Non Greedy Matching in sed


If you've used sed for a while, you've probably encountered the problem that all your (group) matches are greedy. This is easy to illustrate with an example:

Say you have this text, where you want to convert the java classes surrounded with @-signs into HTML <code/> elements:

The @HashMap@ and @ArrayList@ classes are great!

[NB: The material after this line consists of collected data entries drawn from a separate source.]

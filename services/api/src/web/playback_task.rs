//! services/api/src/web/playback_task.rs
//!
//! The playback driver: a background task that advances the simulated ramp of
//! the playback cursor while at least one socket is open. It is stopped via a
//! `CancellationToken`.

use crate::web::state::AppState;
use quran_viewer_core::playback::TICK_INTERVAL;
use std::sync::Arc;
use tokio::time::{interval, MissedTickBehavior};
use tokio_util::sync::CancellationToken;
use tracing::{debug, info};

pub async fn playback_process(app_state: Arc<AppState>, cancellation_token: CancellationToken) {
    debug!("Playback driver ticking every {:?}", TICK_INTERVAL);
    let mut ticker = interval(TICK_INTERVAL);
    ticker.set_missed_tick_behavior(MissedTickBehavior::Skip);

    loop {
        tokio::select! {
            _ = cancellation_token.cancelled() => {
                info!("Playback driver cancelled.");
                return;
            }
            _ = ticker.tick() => {
                app_state
                    .viewer
                    .drive_playback(|cursor| cursor.tick(TICK_INTERVAL));
            }
        }
    }
}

To convert this into HTML, you'd typically create groups and wrap these two inside <code> elements:

echo 'The @HashMap@ and @ArrayList@ classes are great!' | sed 's#@\(.*\)@#<code>\1</code>#g'

However, sed will always do a greedy search, matching the longest possible match, not quite yielding the result you want:

The <code>HashMap@ and @ArrayList</code> classes are great!

The solution

What you need to do, is to match against everything but the closing delimiter, in our case, the '@'. This is done with the character group notation and the negator ^ in front of the closing delimiter:

@\([^@]*\)@

Now, we get what we want with both java classes wrapped in HTML <code> elements:

echo 'The @HashMap@ and @ArrayList@ classes are great!' | sed 's#@\([^@]*\)@#<code>\1</code>#g'
The <code>HashMap</code> and <code>ArrayList</code> classes are great!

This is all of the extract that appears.